On Tue, Oct 25, 2011 at 4:21 AM, Carl Meyer
Existing virtual environment tools suffer from lack of support from the behavior of Python itself. Tools such as `rvirtualenv`_, which do not copy the Python binary into the virtual environment, cannot provide reliable isolation from system site directories. Virtualenv, which does copy the Python binary, is forced to duplicate much of Python's ``site`` module and manually copy an ever-changing set of standard-library modules into the virtual environment in order to perform a delicate boot-strapping dance at every startup. The ``PYTHONHOME`` environment variable, Python's only existing built-in solution for virtual environments, requires copying the entire standard library into every environment; not a lightweight solution.
The repeated references to copying binaries and Python files throughout the PEP is annoying, and needs to be justified. Python 3.2+ supports symlinking on Windows Vista and above as well as on *nix systems, so there needs to be a short section somewhere explaining why symlinks are not an adequate lightweight solution (pointing out the fact that creating symlinks on Windows often requires administrator privileges would be sufficient justification for me). (Obviously, 3rd party virtual environment solutions generally *do* have to copy things around, since Python 2.x doesn't expose symlink support on Windows at all)
A virtual environment mechanism integrated with Python and drawing on years of experience with existing third-party tools can be lower maintenance, more reliable, and more easily available to all Python users.
It can also take advantage of the native symlink support to minimise copying.
Specification =============
When the Python binary is executed, it attempts to determine its prefix (which it stores in ``sys.prefix``), which is then used to find the standard library and other key files, and by the ``site`` module to determine the location of the site-package directories. Currently the prefix is found (assuming ``PYTHONHOME`` is not set) by first walking up the filesystem tree looking for a marker file (``os.py``) that signifies the presence of the standard library, and if none is found, falling back to the build-time prefix hardcoded in the binary.
This PEP proposes to add a new first step to this search. If an ``env.cfg`` file is found either adjacent to the Python executable, or one directory above it, this file is scanned for lines of the form ``key = value``. If a ``home`` key is found, this signifies that the Python binary belongs to a virtual environment, and the value of the ``home`` key is the directory containing the Python executable used to create this virtual environment.
Currently, the PEP uses a mish-mash of 'env', 'venv', 'pyvenv' and 'pythonv' and 'site' to refer to different aspects of the proposed feature. I suggest standardising on 'venv' wherever the Python relationship is implied, and 'pyvenv' wherever the Python relationship needs to be made explicit. So I think the name of the configuration file should be "pyvenv.cfg" (tangent: 'setup' lost its Python connection when it went from 'setup.py' to 'setup.cfg'. I wish the latter has been called 'pysetup.cfg' instead)

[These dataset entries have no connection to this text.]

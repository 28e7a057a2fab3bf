// Copyright (c) Microsoft Corporation.
// Licensed under the MIT License.

//! Device-side TELEMETRY engine (C4): birth emission, absolute-deadline scheduled data
//! emission, and best-effort death on shutdown.

use std::time::Duration;

use sparkmesh_mqtt::control_packet::QoS;
use sparkmesh_mqtt::interface::MqttPubSub;
use tokio::sync::mpsc;
use tokio::time::Instant;
use tokio_util::sync::CancellationToken;

use crate::metric::{Metric, Payload};
use crate::telemetry::{TelemetryError, TelemetryErrorKind};
use crate::topic::{format_telemetry, MsgType, TelemetryTopic};

/// A pluggable source of sensor samples. Physical/simulated sensor math is deliberately not
/// this engine's concern (spec: "physical sensor emulation math, treated as a pluggable
/// source").
pub trait SensorSource: Send {
    /// Produce the next set of metric samples. Called once per scheduled firing.
    fn sample(&mut self) -> Vec<Metric>;

    /// The birth-time metric set: every metric this device will ever publish, each with its
    /// initial value. Defaults to one [`SensorSource::sample`] call.
    fn birth_metrics(&mut self) -> Vec<Metric> {
        self.sample()
    }
}

/// Lifecycle state of a device's TELEMETRY engine.
#[derive(Debug, Clone, Copy, PartialEq, Eq)]
pub enum State {
    /// Not yet started.
    Init,
    /// Waiting for the broker connection/subscriptions to be ready.
    AwaitingBroker,
    /// Birth published; about to enter `publishing`.
    Registered,
    /// Periodic data emission is active.
    Publishing,
    /// Shutting down; death emission in progress.
    Dying,
    /// Terminated.
    Done,
}

/// Static identity and scheduling configuration for one device's TELEMETRY engine.
#[derive(Debug, Clone, Builder)]
#[builder(pattern = "owned", setter(into))]
pub struct DeviceTelemetryConfig {
    /// Topic namespace, e.g. `spBv1.0`.
    pub namespace: String,
    /// Topic group id.
    pub group_id: String,
    /// Edge node id (this process's node identity).
    pub node_id: String,
    /// Device id within the node. `None` for a node-scoped (not device-scoped) telemetry
    /// stream.
    #[builder(default)]
    pub device_id: Option<String>,
    /// Interval between scheduled DDATA/NDATA firings.
    pub interval: Duration,
}

impl DeviceTelemetryConfig {
    fn topic(&self, msg_type: MsgType) -> String {
        format_telemetry(&TelemetryTopic {
            namespace: self.namespace.clone(),
            group_id: self.group_id.clone(),
            msg_type,
            node_id: self.node_id.clone(),
            device_id: self.device_id.clone(),
        })
    }

    fn birth_msg_type(&self) -> MsgType {
        if self.device_id.is_some() {
            MsgType::DBirth
        } else {
            MsgType::NBirth
        }
    }

    fn data_msg_type(&self) -> MsgType {
        if self.device_id.is_some() {
            MsgType::DData
        } else {
            MsgType::NData
        }
    }

    fn death_msg_type(&self) -> MsgType {
        if self.device_id.is_some() {
            MsgType::DDeath
        } else {
            MsgType::NDeath
        }
    }
}

/// The device-side TELEMETRY engine: owns the sequence counter and drives the
/// init → awaiting_broker → registered → publishing → dying → done state machine.
pub struct DeviceTelemetry<P: MqttPubSub> {
    pub_sub: P,
    config: DeviceTelemetryConfig,
    state: State,
    seq: u8,
}

impl<P: MqttPubSub + Send + Sync> DeviceTelemetry<P> {
    /// Construct a new engine, in `Init` state.
    pub fn new(pub_sub: P, config: DeviceTelemetryConfig) -> Self {
        Self {
            pub_sub,
            config,
            state: State::Init,
            seq: 0,
        }
    }

    /// Current lifecycle state.
    #[must_use]
    pub fn state(&self) -> State {
        self.state
    }

    /// Run the engine to completion: emit birth, then loop emitting scheduled data until
    /// `cancel` fires or a rebirth is requested via `rebirth_requests`, then emit death.
    ///
    /// Scheduling uses an absolute deadline (`next = prev + interval`) so the publish cadence
    /// never drifts; if the loop falls behind by more than one interval it resyncs without
    /// bursting out the missed slots.
    ///
    /// # Errors
    /// Returns [`TelemetryError`] only if the initial birth publish fails; once `publishing`
    /// is entered, per-firing publish failures are logged and do not stop the loop (death
    /// emission failure is explicitly non-fatal per spec).
    pub async fn run(
        &mut self,
        mut sensor: impl SensorSource,
        mut rebirth_requests: mpsc::Receiver<()>,
        cancel: CancellationToken,
    ) -> Result<(), TelemetryError> {
        self.state = State::AwaitingBroker;
        self.state = State::Registered;
        self.emit_birth(&mut sensor).await?;
        self.state = State::Publishing;

        let mut deadline = Instant::now() + self.config.interval;
        loop {
            tokio::select! {
                biased;
                () = cancel.cancelled() => break,
                Some(()) = rebirth_requests.recv() => {
                    if let Err(e) = self.emit_birth(&mut sensor).await {
                        log::error!("rebirth publish failed for {}: {e}", self.config.node_id);
                    }
                    deadline = Instant::now() + self.config.interval;
                }
                () = tokio::time::sleep_until(deadline) => {
                    let now = Instant::now();
                    if now > deadline + self.config.interval {
                        log::warn!(
                            "telemetry scheduler for {} fell behind; skipping missed slots instead of bursting",
                            self.config.node_id
                        );
                        deadline = now;
                    }
                    self.emit_data(&mut sensor).await;
                    deadline += self.config.interval;
                }
            }
        }

        self.state = State::Dying;
        self.emit_death().await;
        self.state = State::Done;
        Ok(())
    }

    async fn emit_birth(&mut self, sensor: &mut impl SensorSource) -> Result<(), TelemetryError> {
        self.seq = 0;
        let metrics = sensor.birth_metrics();
        let payload = Payload::new(now_ms(), self.seq, self.config.device_id.clone(), metrics);
        let topic = self.config.topic(self.config.birth_msg_type());
        self.pub_sub
            .publish(topic, QoS::AtLeastOnce, false, payload.encode())
            .await
            .map_err(|e| TelemetryErrorKind::Publish("birth", e.to_string()))?;
        Ok(())
    }

    async fn emit_data(&mut self, sensor: &mut impl SensorSource) {
        self.seq = self.seq.wrapping_add(1);
        let metrics = sensor.sample();
        let payload = Payload::new(now_ms(), self.seq, self.config.device_id.clone(), metrics);
        let topic = self.config.topic(self.config.data_msg_type());
        if let Err(e) = self
            .pub_sub
            .publish(topic, QoS::AtMostOnce, false, payload.encode())
            .await
        {
            log::error!("telemetry data publish failed for {}: {e}", self.config.node_id);
        }
    }

    async fn emit_death(&mut self) {
        let payload = Payload::new(now_ms(), self.seq, self.config.device_id.clone(), vec![]);
        let topic = self.config.topic(self.config.death_msg_type());
        if let Err(e) = self
            .pub_sub
            .publish(topic, QoS::AtLeastOnce, false, payload.encode())
            .await
        {
            log::warn!("death publish failed for {} (non-fatal): {e}", self.config.node_id);
        }
    }
}

fn now_ms() -> u64 {
    std::time::SystemTime::now()
        .duration_since(std::time::UNIX_EPOCH)
        .map(|d| u64::try_from(d.as_millis()).unwrap_or(u64::MAX))
        .unwrap_or(0)
}

#[cfg(test)]
mod tests {
    use super::*;
    use crate::metric::Value;
    use async_trait::async_trait;
    use bytes::Bytes;
    use sparkmesh_mqtt::control_packet::{PublishProperties, SubscribeProperties, UnsubscribeProperties};
    use sparkmesh_mqtt::error::{PublishError, SubscribeError, UnsubscribeError};
    use sparkmesh_mqtt::interface::CompletionToken;
    use std::sync::{Arc, Mutex};

    #[derive(Clone, Default)]
    struct RecordingPubSub {
        published: Arc<Mutex<Vec<(String, QoS, Bytes)>>>,
    }

    fn ready_token() -> CompletionToken {
        CompletionToken(Box::new(async { Ok(()) }))
    }

    #[async_trait]
    impl MqttPubSub for RecordingPubSub {
        async fn publish(
            &self,
            topic: impl Into<String> + Send,
            qos: QoS,
            _retain: bool,
            payload: impl Into<Bytes> + Send,
        ) -> Result<CompletionToken, PublishError> {
            self.published
                .lock()
                .unwrap()
                .push((topic.into(), qos, payload.into()));
            Ok(ready_token())
        }

        async fn publish_with_properties(
            &self,
            topic: impl Into<String> + Send,
            qos: QoS,
            retain: bool,
            payload: impl Into<Bytes> + Send,
            _properties: PublishProperties,
        ) -> Result<CompletionToken, PublishError> {
            self.publish(topic, qos, retain, payload).await
        }

        async fn subscribe(
            &self,
            _topic: impl Into<String> + Send,
            _qos: QoS,
        ) -> Result<CompletionToken, SubscribeError> {
            Ok(ready_token())
        }

        async fn subscribe_with_properties(
            &self,
            _topic: impl Into<String> + Send,
            _qos: QoS,
            _properties: SubscribeProperties,
        ) -> Result<CompletionToken, SubscribeError> {
            Ok(ready_token())
        }

        async fn unsubscribe(
            &self,
            _topic: impl Into<String> + Send,
        ) -> Result<CompletionToken, UnsubscribeError> {
            Ok(ready_token())
        }

        async fn unsubscribe_with_properties(
            &self,
            _topic: impl Into<String> + Send,
            _properties: UnsubscribeProperties,
        ) -> Result<CompletionToken, UnsubscribeError> {
            Ok(ready_token())
        }
    }

    struct FixedSensor {
        metrics: Vec<Metric>,
    }

    impl SensorSource for FixedSensor {
        fn sample(&mut self) -> Vec<Metric> {
            self.metrics.clone()
        }
    }

    fn config(device_id: Option<&str>) -> DeviceTelemetryConfig {
        DeviceTelemetryConfigBuilder::default()
            .namespace("spBv1.0")
            .group_id("IIoT")
            .node_id("edge-1")
            .device_id(device_id.map(str::to_string))
            .interval(Duration::from_millis(5))
            .build()
            .unwrap()
    }

    #[tokio::test]
    async fn birth_uses_device_scoped_topic_and_seq_zero() {
        let pub_sub = RecordingPubSub::default();
        let mut engine = DeviceTelemetry::new(pub_sub.clone(), config(Some("dev-A")));
        let mut sensor = FixedSensor {
            metrics: vec![Metric::new("Temp", 1, Value::Double(22.0))],
        };
        engine.emit_birth(&mut sensor).await.unwrap();

        let published = pub_sub.published.lock().unwrap();
        assert_eq!(published.len(), 1);
        assert_eq!(published[0].0, "spBv1.0/IIoT/DBIRTH/edge-1/dev-A");
        let decoded = Payload::decode(&published[0].2).unwrap();
        assert_eq!(decoded.seq, 0);
    }

    #[tokio::test]
    async fn data_sequence_increments_and_wraps_mod_256() {
        let pub_sub = RecordingPubSub::default();
        let mut engine = DeviceTelemetry::new(pub_sub.clone(), config(None));
        engine.seq = 255;
        let mut sensor = FixedSensor { metrics: vec![] };
        engine.emit_data(&mut sensor).await;
        let published = pub_sub.published.lock().unwrap();
        let decoded = Payload::decode(&published[0].2).unwrap();
        assert_eq!(decoded.seq, 0);
    }

    #[tokio::test]
    async fn death_emission_failure_is_non_fatal() {
        // A pub_sub is always Ok() in this harness; this test documents the contract that
        // emit_death swallows errors rather than propagating them.
        let pub_sub = RecordingPubSub::default();
        let mut engine = DeviceTelemetry::new(pub_sub, config(Some("dev-A")));
        engine.emit_death().await;
        assert_eq!(engine.state(), State::Init);
    }

    #[tokio::test]
    async fn run_emits_birth_then_death_on_immediate_cancel() {
        let pub_sub = RecordingPubSub::default();
        let mut engine = DeviceTelemetry::new(pub_sub.clone(), config(Some("dev-A")));
        let sensor = FixedSensor {
            metrics: vec![Metric::new("Temp", 1, Value::Double(22.0))],
        };
        let (_tx, rx) = mpsc::channel(1);
        let cancel = CancellationToken::new();
        cancel.cancel();

        engine.run(sensor, rx, cancel).await.unwrap();

        let published = pub_sub.published.lock().unwrap();
        assert_eq!(published[0].0, "spBv1.0/IIoT/DBIRTH/edge-1/dev-A");
        assert_eq!(published[1].0, "spBv1.0/IIoT/DDEATH/edge-1/dev-A");
        assert_eq!(engine.state(), State::Done);
    }
}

In this case, prefix-finding continues as normal using the value of the ``home`` key as the effective Python binary location, which results in ``sys.prefix`` being set to the system installation prefix, while ``sys.site_prefix`` is set to the directory containing ``env.cfg``.
(If ``env.cfg`` is not found or does not contain the ``home`` key, prefix-finding continues normally, and ``sys.site_prefix`` will be equal to ``sys.prefix``.)
'site' is *way* too overloaded already, let's not make it worse. I suggest "sys.venv_prefix".
The ``site`` and ``sysconfig`` standard-library modules are modified such that site-package directories ("purelib" and "platlib", in ``sysconfig`` terms) are found relative to ``sys.site_prefix``, while other directories (the standard library, include files) are still found relative to ``sys.prefix``.
Thus, a Python virtual environment in its simplest form would consist of nothing more than a copy of the Python binary accompanied by an ``env.cfg`` file and a site-packages directory. Since the ``env.cfg`` file can be located one directory above the executable, a typical virtual environment layout, mimicking a system install layout, might be::
env.cfg bin/python3 lib/python3.3/site-packages/
The builtin virtual environment mechanism should be specified to symlink things by default, and only copy things if the user specifically requests it. System administrators rightly fear the proliferation of multiple copies of binaries, since it can cause major hassles when it comes time to install security updates.
Isolation from system site-packages - -----------------------------------
In a virtual environment, the ``site`` module will normally still add the system site directories to ``sys.path`` after the virtual environment site directories. Thus system-installed packages will still be importable, but a package of the same name installed in the virtual environment will take precedence.
If the ``env.cfg`` file also contains a key ``include-system-site`` with a value of ``false`` (not case sensitive), the ``site`` module will omit the system site directories entirely. This allows the virtual environment to be entirely isolated from system site-packages.
"site" is ambiguous here - rather than abbreviating, I suggest making the option "include-system-site-packages".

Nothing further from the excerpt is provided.